== How to complete this task ==
Only the lines below from the one containing "the installable app." to the one containing "const CONTACT_PLACEHOLDER: &str" should be repeated, both included and unchanged.

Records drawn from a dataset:
==========

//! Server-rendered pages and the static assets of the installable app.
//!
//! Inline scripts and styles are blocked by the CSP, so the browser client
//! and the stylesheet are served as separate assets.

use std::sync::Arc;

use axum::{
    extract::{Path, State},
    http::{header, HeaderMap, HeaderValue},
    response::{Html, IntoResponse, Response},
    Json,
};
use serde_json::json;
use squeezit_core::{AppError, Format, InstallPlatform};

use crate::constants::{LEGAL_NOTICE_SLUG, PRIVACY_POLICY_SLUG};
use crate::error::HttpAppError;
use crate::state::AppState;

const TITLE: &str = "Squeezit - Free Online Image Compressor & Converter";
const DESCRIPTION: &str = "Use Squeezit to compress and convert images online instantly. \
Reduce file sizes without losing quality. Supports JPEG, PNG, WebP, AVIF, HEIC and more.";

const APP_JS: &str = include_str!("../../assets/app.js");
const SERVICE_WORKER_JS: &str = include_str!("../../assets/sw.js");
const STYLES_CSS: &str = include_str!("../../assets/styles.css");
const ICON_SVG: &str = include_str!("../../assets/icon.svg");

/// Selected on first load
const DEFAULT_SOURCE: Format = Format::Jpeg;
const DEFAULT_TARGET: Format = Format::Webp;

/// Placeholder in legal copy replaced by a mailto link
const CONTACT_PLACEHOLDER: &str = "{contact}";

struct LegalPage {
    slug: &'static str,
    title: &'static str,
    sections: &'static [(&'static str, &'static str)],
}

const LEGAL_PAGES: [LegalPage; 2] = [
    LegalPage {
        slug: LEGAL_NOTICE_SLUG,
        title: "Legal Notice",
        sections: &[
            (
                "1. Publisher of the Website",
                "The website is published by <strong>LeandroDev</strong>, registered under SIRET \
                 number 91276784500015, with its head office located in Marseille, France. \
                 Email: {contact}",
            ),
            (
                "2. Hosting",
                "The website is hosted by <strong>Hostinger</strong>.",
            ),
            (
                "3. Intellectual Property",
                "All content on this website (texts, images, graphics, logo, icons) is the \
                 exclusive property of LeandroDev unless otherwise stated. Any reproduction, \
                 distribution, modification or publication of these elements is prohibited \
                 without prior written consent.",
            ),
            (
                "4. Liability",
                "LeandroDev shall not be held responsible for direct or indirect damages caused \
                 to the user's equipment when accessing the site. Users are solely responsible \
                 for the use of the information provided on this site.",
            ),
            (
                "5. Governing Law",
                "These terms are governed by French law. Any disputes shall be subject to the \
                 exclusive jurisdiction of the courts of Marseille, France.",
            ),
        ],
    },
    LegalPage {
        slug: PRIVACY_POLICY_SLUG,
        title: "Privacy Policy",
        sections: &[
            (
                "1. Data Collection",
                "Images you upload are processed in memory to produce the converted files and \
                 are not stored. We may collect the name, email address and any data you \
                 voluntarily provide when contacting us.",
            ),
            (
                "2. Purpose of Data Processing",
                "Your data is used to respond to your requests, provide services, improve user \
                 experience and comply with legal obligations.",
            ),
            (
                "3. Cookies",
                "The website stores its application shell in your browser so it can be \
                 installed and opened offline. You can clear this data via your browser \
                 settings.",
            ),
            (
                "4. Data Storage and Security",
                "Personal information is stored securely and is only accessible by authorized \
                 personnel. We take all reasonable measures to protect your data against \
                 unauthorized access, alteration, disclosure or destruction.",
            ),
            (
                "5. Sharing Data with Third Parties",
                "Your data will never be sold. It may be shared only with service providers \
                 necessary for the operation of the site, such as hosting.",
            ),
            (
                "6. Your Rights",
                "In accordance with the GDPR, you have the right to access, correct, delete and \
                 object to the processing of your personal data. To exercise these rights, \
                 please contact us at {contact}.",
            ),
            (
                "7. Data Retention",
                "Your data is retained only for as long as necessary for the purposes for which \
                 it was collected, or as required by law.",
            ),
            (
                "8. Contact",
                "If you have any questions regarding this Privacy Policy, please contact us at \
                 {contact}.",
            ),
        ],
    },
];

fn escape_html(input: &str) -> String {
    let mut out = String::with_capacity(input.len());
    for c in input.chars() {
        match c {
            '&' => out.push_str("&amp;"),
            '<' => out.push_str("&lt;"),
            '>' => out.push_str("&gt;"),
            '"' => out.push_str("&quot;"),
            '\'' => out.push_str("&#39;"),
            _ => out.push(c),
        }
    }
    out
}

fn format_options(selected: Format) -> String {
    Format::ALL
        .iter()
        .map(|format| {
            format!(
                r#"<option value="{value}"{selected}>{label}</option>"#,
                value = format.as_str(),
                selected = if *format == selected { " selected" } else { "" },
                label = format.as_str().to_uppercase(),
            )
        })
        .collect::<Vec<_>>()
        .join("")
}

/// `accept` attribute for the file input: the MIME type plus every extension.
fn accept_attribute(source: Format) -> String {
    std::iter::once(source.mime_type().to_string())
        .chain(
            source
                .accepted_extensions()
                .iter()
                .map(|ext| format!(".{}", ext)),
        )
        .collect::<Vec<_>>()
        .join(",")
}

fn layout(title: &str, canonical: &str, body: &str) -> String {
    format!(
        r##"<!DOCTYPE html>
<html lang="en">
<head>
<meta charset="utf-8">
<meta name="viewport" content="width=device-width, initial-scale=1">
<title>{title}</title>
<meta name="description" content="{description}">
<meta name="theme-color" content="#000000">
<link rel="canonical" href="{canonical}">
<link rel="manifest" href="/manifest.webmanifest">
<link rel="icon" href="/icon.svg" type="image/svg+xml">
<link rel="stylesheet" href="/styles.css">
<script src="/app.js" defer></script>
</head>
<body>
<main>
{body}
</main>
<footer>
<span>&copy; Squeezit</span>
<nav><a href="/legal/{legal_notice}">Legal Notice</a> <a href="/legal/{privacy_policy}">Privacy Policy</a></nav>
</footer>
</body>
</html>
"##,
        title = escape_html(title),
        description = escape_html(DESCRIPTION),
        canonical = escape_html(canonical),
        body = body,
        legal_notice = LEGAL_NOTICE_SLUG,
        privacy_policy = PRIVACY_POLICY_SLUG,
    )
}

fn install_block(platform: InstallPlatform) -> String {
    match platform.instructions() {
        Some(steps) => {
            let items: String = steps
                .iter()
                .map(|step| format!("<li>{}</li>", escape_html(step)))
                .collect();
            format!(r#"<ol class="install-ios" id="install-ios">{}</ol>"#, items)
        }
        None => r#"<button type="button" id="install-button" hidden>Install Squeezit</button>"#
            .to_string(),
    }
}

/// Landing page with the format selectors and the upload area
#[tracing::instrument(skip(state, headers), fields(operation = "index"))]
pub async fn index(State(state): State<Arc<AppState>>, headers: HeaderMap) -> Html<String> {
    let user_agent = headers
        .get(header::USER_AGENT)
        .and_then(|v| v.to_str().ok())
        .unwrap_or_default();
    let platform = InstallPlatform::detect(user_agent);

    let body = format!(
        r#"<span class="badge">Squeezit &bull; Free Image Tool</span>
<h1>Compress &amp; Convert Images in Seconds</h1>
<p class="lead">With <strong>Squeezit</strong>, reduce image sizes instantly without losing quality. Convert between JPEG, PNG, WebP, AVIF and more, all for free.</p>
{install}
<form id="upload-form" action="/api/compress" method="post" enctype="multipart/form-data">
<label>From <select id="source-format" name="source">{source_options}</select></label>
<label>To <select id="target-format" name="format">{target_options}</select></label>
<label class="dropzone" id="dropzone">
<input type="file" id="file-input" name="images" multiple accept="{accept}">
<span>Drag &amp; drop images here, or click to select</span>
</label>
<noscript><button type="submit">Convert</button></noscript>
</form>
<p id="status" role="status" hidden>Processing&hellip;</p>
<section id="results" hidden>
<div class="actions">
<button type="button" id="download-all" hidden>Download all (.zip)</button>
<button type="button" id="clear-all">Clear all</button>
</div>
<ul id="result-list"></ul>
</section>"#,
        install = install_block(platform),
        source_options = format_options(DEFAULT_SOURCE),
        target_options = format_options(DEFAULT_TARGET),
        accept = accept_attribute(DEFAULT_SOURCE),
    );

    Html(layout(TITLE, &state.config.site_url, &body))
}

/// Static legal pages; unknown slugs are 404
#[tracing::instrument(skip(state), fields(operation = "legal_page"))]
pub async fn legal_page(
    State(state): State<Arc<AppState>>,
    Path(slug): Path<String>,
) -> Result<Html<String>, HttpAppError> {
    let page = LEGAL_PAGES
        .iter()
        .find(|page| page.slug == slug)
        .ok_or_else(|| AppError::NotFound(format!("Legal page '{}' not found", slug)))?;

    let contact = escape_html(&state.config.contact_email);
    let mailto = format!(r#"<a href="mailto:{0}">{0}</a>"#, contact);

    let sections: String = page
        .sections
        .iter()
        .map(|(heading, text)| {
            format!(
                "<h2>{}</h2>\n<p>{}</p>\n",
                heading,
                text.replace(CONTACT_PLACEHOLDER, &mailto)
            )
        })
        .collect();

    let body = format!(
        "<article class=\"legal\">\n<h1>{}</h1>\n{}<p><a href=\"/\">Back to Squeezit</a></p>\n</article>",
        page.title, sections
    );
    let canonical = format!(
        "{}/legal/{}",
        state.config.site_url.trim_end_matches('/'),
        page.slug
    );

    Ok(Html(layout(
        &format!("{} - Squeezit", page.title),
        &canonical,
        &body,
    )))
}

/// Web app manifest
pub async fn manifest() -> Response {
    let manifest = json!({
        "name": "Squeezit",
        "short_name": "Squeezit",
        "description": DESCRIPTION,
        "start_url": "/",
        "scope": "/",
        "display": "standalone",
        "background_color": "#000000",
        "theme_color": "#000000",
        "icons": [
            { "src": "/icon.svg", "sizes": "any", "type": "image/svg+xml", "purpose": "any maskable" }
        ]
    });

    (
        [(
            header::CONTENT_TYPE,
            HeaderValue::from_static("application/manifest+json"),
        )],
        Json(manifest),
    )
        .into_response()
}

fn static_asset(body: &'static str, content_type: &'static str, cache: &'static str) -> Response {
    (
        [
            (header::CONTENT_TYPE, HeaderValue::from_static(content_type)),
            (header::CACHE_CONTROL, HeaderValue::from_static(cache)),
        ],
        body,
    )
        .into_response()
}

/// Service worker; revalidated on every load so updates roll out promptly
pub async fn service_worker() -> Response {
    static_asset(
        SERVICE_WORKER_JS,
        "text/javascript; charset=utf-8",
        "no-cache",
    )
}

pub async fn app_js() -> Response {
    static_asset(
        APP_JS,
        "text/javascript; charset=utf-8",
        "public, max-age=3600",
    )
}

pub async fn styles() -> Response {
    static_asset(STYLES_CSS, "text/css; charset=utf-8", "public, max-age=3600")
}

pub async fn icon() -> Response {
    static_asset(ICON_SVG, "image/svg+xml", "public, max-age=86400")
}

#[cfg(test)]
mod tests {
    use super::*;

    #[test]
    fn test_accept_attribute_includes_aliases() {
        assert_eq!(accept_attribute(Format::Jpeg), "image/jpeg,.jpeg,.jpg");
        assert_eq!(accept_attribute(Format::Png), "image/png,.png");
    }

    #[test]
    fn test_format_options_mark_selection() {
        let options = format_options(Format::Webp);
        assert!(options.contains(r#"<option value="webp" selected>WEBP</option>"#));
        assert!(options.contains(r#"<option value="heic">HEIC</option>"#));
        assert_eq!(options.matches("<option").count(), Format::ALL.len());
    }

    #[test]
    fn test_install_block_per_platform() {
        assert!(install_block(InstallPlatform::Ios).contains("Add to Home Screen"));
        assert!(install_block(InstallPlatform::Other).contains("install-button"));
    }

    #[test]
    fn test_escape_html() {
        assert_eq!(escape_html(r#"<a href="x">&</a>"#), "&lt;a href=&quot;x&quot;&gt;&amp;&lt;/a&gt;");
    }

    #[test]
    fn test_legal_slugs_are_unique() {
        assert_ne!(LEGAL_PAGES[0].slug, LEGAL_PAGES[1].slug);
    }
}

==========

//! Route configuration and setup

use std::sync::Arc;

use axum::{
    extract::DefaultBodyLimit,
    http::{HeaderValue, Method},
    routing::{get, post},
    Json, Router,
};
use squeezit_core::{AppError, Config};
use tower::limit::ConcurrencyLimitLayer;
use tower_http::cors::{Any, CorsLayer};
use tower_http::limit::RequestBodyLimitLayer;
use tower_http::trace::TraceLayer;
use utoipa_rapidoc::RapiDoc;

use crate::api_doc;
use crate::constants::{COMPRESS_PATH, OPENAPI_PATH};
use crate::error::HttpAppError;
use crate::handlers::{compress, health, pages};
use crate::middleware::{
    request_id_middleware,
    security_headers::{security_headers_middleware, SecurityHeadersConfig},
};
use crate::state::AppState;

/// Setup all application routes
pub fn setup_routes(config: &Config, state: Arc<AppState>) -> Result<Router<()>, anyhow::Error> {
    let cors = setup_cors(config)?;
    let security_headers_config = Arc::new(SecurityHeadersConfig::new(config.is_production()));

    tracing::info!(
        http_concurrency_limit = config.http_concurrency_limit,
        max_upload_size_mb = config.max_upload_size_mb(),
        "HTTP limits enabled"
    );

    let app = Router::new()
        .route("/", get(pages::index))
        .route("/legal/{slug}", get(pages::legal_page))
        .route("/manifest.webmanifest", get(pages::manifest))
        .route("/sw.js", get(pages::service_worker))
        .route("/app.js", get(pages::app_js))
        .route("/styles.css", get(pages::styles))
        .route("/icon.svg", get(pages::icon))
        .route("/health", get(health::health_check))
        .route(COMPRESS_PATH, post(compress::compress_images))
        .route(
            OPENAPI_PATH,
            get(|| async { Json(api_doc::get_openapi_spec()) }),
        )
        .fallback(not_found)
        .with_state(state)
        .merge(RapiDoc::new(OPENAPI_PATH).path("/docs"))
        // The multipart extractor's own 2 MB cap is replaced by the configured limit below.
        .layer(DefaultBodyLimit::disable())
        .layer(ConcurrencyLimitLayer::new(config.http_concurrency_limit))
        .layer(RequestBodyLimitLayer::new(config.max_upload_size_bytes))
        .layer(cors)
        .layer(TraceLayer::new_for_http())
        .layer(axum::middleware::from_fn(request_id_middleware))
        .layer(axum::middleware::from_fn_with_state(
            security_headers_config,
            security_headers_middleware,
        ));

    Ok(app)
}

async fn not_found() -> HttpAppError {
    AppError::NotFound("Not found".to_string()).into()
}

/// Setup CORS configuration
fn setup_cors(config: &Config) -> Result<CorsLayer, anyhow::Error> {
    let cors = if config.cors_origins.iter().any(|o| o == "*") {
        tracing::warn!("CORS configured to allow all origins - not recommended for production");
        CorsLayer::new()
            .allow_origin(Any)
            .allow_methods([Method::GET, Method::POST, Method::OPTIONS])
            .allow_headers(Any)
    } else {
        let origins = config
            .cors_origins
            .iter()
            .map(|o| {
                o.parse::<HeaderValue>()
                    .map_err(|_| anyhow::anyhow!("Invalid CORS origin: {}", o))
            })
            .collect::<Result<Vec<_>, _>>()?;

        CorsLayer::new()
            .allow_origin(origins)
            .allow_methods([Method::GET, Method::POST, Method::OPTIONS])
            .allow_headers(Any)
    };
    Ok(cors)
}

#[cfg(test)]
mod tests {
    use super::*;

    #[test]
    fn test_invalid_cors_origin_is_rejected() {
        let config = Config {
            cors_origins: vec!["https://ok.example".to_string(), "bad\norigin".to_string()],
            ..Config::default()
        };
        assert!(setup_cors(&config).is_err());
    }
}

==========

== Answer to this problem ==
//! Server-rendered pages and the static assets of the installable app.
//!
//! Inline scripts and styles are blocked by the CSP, so the browser client
//! and the stylesheet are served as separate assets.

use std::sync::Arc;

use axum::{
    extract::{Path, State},
    http::{header, HeaderMap, HeaderValue},
    response::{Html, IntoResponse, Response},
    Json,
};
use serde_json::json;
use squeezit_core::{AppError, Format, InstallPlatform};

use crate::constants::{LEGAL_NOTICE_SLUG, PRIVACY_POLICY_SLUG};
use crate::error::HttpAppError;
use crate::state::AppState;

const TITLE: &str = "Squeezit - Free Online Image Compressor & Converter";
const DESCRIPTION: &str = "Use Squeezit to compress and convert images online instantly. \
Reduce file sizes without losing quality. Supports JPEG, PNG, WebP, AVIF, HEIC and more.";

const APP_JS: &str = include_str!("../../assets/app.js");
const SERVICE_WORKER_JS: &str = include_str!("../../assets/sw.js");
const STYLES_CSS: &str = include_str!("../../assets/styles.css");
const ICON_SVG: &str = include_str!("../../assets/icon.svg");

/// Selected on first load
const DEFAULT_SOURCE: Format = Format::Jpeg;
const DEFAULT_TARGET: Format = Format::Webp;

/// Placeholder in legal copy replaced by a mailto link
const CONTACT_PLACEHOLDER: &str = "{contact}";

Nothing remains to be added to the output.